Saved entries
=== Section Start ===

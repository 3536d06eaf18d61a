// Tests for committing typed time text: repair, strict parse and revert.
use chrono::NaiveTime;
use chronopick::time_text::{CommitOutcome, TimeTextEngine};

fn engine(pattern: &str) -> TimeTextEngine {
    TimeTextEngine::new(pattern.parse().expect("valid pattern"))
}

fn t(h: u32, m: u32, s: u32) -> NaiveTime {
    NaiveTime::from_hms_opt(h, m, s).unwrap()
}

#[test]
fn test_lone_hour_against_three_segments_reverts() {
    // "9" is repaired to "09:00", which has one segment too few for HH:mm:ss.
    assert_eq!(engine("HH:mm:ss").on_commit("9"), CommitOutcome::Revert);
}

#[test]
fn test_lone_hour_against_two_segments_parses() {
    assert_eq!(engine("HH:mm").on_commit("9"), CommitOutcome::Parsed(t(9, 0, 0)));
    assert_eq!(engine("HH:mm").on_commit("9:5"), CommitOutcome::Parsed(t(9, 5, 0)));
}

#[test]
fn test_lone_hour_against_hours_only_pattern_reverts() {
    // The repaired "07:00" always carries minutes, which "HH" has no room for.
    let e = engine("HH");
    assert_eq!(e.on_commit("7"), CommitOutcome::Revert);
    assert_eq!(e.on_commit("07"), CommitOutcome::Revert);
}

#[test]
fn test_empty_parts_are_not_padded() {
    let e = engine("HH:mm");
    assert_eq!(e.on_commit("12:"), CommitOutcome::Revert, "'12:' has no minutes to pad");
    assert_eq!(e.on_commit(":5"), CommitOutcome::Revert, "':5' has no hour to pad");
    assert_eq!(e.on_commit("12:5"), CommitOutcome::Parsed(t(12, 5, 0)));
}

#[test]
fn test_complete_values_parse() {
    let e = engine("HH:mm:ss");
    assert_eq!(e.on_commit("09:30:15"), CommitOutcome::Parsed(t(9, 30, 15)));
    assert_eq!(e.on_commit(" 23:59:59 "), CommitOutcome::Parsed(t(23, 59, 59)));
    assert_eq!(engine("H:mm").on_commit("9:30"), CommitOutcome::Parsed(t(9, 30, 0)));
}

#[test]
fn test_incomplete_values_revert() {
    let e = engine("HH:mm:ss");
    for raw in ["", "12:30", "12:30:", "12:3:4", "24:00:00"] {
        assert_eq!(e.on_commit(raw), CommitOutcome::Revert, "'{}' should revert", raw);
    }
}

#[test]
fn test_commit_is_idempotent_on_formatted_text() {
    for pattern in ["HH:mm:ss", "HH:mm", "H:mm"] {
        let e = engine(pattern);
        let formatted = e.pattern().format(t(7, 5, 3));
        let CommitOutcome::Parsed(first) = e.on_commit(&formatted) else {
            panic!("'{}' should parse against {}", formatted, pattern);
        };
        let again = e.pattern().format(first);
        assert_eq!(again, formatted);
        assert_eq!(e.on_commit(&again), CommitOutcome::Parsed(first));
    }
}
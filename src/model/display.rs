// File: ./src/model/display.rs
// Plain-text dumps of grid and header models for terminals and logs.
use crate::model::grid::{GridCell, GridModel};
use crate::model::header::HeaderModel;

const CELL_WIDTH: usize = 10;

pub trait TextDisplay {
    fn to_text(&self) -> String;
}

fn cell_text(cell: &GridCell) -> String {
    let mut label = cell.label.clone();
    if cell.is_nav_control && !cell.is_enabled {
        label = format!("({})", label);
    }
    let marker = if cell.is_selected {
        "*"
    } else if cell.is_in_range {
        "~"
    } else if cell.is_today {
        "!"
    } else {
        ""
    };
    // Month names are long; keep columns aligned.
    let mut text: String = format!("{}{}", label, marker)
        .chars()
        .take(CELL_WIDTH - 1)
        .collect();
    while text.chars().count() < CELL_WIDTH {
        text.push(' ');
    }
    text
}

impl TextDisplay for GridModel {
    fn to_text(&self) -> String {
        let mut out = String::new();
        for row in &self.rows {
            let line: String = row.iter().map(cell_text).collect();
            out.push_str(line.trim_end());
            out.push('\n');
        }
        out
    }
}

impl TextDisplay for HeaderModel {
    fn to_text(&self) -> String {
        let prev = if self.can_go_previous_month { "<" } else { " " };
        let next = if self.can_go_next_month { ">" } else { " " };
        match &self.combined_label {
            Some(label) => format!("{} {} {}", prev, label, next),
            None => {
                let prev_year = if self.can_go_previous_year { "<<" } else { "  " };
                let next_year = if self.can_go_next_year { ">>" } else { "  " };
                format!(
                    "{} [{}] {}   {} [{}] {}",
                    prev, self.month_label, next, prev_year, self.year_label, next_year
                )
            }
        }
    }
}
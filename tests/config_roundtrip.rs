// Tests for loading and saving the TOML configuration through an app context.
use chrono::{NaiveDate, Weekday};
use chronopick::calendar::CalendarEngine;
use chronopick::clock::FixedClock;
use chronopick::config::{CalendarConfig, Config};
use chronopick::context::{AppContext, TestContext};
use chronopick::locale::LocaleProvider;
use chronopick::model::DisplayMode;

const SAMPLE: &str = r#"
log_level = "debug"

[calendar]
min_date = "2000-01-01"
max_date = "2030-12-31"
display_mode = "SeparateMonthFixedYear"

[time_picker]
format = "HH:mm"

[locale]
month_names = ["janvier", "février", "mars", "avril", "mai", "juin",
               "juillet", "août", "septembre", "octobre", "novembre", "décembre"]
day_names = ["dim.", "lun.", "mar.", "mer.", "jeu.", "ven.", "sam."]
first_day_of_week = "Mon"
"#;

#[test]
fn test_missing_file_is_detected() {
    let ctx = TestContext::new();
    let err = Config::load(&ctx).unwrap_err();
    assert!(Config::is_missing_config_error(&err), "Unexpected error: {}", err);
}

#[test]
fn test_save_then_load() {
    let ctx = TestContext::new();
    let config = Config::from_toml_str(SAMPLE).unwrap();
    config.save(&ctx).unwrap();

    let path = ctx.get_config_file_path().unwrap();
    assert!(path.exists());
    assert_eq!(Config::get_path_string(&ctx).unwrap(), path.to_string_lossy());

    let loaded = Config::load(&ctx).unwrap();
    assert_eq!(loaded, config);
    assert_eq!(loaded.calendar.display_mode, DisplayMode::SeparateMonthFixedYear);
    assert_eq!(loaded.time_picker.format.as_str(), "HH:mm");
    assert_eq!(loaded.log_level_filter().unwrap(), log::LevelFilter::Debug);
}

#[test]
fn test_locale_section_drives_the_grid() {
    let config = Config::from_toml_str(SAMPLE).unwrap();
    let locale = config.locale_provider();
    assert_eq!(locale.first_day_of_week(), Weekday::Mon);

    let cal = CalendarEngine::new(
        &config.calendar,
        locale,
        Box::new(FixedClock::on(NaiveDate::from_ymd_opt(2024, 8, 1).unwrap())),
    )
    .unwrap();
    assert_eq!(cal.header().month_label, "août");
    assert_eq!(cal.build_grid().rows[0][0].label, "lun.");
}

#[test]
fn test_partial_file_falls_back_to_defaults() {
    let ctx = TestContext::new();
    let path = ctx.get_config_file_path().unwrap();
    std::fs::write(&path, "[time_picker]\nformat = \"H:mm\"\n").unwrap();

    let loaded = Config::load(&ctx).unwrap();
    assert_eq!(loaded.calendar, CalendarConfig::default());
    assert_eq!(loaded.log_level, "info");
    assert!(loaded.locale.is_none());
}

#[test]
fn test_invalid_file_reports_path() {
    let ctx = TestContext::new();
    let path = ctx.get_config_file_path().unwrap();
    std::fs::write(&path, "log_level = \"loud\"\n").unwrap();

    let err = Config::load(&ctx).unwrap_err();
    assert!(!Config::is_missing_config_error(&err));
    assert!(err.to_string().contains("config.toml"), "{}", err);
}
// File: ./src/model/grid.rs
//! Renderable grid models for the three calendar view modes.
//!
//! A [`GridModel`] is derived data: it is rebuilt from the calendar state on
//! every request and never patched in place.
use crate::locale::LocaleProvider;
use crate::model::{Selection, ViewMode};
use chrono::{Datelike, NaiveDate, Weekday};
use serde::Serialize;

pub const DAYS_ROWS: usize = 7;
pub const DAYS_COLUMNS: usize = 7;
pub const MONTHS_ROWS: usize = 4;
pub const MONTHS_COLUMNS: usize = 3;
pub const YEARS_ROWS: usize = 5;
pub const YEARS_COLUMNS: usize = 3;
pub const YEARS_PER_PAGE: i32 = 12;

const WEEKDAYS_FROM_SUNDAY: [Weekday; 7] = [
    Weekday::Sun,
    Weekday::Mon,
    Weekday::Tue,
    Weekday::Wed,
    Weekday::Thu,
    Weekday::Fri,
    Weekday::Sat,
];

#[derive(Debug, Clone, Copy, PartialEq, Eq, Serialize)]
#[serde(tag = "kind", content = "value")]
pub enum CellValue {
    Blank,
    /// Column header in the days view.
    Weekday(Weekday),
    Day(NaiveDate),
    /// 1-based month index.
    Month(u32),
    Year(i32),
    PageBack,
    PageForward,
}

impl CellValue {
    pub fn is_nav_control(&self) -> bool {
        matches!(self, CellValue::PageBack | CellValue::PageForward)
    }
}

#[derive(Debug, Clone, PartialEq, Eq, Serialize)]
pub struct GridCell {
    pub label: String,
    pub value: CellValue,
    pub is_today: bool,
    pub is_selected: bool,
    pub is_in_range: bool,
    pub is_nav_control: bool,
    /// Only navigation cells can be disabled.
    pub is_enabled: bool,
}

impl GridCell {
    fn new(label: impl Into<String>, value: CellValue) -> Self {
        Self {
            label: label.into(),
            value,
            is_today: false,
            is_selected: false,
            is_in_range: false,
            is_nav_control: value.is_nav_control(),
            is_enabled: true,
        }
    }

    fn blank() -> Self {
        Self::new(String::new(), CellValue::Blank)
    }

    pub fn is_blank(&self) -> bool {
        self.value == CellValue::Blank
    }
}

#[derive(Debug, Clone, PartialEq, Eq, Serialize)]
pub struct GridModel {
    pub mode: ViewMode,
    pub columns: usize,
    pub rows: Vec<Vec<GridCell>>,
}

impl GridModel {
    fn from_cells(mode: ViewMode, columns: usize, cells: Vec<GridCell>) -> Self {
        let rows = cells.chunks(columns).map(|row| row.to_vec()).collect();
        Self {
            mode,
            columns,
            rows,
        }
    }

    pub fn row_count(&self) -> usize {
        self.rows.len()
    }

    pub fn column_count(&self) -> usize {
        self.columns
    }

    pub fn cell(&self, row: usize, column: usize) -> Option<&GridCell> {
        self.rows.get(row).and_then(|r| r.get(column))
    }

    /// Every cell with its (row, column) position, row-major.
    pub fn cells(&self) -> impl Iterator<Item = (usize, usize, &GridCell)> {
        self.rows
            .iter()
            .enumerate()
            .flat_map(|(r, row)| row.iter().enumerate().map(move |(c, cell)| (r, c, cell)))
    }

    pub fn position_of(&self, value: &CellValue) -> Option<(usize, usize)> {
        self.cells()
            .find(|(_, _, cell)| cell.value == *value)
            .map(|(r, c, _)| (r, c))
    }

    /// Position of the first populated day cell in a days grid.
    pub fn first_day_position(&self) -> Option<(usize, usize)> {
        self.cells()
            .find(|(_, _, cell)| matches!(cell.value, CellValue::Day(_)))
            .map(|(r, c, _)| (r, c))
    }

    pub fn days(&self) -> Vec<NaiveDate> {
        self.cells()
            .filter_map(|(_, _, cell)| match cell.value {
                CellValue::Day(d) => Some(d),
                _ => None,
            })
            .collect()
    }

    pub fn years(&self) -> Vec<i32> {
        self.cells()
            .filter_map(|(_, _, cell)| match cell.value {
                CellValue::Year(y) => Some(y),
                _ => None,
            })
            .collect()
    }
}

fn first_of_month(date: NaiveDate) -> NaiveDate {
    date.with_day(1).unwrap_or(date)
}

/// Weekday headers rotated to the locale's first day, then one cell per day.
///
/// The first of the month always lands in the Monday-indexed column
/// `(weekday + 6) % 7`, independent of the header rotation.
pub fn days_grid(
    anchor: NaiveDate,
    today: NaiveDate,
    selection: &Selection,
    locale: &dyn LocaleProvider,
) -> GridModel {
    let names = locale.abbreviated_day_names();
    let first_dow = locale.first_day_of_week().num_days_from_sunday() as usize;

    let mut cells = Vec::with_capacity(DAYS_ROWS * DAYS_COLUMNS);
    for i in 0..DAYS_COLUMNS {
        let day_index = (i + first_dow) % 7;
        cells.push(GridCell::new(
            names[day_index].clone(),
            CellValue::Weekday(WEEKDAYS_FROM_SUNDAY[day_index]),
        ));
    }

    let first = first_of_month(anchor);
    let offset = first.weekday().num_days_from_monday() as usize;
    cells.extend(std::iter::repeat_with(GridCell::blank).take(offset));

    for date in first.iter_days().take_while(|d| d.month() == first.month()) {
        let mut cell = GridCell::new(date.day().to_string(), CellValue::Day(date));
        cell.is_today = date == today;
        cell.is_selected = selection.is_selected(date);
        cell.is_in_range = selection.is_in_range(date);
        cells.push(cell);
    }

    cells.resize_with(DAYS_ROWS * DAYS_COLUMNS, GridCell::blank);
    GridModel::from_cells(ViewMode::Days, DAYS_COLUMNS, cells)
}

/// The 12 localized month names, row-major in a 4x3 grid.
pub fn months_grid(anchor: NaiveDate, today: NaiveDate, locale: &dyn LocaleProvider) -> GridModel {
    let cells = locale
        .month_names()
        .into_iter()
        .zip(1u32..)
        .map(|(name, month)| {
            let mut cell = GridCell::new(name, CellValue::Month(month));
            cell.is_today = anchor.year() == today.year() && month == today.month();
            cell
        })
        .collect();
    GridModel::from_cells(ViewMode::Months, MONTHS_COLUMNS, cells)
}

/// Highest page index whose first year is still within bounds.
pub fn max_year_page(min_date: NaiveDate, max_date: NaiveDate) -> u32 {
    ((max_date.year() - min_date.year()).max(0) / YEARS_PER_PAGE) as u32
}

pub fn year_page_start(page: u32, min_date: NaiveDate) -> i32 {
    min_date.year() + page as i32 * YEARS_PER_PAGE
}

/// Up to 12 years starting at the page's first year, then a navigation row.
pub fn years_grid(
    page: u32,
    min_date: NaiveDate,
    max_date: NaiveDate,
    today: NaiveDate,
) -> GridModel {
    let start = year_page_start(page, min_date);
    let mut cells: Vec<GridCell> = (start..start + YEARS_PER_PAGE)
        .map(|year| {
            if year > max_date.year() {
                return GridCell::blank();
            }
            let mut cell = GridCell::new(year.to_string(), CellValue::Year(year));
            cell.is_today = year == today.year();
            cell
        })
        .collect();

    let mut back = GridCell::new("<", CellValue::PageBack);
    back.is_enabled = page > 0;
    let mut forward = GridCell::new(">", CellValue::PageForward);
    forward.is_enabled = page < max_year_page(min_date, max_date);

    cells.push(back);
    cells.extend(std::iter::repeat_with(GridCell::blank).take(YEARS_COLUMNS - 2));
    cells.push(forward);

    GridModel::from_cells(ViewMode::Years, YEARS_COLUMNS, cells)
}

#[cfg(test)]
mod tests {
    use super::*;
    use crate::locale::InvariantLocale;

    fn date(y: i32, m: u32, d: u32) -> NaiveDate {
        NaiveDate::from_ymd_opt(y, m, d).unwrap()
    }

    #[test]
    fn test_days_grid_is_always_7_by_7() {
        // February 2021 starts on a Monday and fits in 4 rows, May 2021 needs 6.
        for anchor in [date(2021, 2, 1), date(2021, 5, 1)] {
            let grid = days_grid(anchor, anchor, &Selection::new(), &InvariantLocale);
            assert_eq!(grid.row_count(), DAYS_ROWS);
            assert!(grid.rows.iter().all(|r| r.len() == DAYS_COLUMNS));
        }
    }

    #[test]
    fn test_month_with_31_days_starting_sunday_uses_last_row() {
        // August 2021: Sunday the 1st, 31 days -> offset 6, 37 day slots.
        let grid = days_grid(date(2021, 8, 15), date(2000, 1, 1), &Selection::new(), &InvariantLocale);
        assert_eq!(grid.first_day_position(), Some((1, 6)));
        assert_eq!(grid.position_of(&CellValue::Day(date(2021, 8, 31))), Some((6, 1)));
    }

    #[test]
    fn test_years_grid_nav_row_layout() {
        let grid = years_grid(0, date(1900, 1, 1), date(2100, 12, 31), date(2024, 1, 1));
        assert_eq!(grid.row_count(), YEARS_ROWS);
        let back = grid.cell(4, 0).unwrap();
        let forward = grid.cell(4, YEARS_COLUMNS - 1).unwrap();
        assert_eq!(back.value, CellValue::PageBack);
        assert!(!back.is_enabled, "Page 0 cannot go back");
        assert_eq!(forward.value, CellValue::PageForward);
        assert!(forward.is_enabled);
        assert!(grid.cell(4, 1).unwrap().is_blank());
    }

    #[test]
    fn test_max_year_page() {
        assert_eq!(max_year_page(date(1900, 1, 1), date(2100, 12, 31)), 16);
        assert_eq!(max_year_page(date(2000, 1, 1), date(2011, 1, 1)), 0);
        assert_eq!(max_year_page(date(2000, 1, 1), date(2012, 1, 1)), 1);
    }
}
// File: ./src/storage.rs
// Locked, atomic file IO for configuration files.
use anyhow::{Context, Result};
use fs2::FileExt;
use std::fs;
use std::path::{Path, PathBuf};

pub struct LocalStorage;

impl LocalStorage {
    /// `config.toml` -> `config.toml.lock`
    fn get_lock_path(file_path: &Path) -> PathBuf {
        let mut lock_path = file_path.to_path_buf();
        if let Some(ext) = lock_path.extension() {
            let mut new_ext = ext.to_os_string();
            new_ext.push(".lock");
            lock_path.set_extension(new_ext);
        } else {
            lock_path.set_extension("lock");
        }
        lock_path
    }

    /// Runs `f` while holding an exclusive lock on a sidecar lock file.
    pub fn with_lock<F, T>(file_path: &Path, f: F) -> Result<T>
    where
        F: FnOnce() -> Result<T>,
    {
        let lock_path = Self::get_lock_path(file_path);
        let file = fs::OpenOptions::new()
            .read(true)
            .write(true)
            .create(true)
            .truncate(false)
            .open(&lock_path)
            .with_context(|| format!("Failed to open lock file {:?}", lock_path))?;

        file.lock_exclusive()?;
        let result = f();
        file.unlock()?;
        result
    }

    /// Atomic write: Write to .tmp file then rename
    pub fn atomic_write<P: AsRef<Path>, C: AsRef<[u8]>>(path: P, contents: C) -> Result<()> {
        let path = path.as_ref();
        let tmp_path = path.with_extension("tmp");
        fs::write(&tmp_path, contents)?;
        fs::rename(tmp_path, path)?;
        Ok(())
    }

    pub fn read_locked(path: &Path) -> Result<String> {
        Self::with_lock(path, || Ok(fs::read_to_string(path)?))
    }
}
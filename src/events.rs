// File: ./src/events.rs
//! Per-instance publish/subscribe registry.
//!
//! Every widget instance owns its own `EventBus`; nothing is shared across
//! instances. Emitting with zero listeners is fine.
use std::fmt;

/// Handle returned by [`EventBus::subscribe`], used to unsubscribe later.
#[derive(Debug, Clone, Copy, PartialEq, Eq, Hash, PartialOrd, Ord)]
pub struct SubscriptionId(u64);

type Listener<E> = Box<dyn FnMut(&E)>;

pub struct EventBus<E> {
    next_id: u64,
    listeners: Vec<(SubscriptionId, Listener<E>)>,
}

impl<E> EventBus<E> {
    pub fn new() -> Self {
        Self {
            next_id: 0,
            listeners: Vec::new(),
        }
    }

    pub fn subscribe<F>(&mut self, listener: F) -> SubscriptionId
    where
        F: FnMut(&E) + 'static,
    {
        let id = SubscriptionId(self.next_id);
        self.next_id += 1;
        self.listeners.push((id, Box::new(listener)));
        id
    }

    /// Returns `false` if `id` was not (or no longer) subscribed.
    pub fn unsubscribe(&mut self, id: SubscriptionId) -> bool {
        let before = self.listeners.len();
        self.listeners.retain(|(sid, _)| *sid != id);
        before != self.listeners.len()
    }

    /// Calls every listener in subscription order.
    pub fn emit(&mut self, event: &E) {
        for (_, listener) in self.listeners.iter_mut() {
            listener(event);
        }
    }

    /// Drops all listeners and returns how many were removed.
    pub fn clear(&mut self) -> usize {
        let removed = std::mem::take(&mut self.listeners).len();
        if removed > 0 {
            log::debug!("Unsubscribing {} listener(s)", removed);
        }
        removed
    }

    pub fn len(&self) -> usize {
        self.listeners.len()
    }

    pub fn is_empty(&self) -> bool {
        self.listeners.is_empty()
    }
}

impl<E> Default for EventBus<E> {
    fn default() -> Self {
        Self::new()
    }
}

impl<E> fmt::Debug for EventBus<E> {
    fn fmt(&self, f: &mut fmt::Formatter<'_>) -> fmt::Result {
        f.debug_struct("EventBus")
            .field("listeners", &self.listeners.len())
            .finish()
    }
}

=== Section End ===

Problem to work on – Return exactly the lines in the records above, beginning with the one that holds "Self::new()" and ending with the last.

Task answer –
        Self::new()
    }
}

impl<E> fmt::Debug for EventBus<E> {
    fn fmt(&self, f: &mut fmt::Formatter<'_>) -> fmt::Result {
        f.debug_struct("EventBus")
            .field("listeners", &self.listeners.len())
            .finish()
    }
}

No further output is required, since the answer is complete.